* The problem
Where a line below contains "Result", count it. Reply with the total only.

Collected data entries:
%%

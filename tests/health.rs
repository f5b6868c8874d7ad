mod common;

use anyhow::Result;
use axum::http::StatusCode;
use serde_json::Value;

use common::*;

#[tokio::test]
async fn health_endpoint_reports_db_ok() -> Result<()> {
    let t = spawn_app().await?;

    let (status, body) = request(&t.app, "GET", "/api/health", None, None).await?;
    assert_eq!(status, StatusCode::OK, "health endpoint did not return 200");

    let db_ok = body.get("db_ok").and_then(Value::as_bool).unwrap_or(false);
    assert!(db_ok, "expected db_ok: true, got: {}", body);

    Ok(())
}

%%

* Task answer
2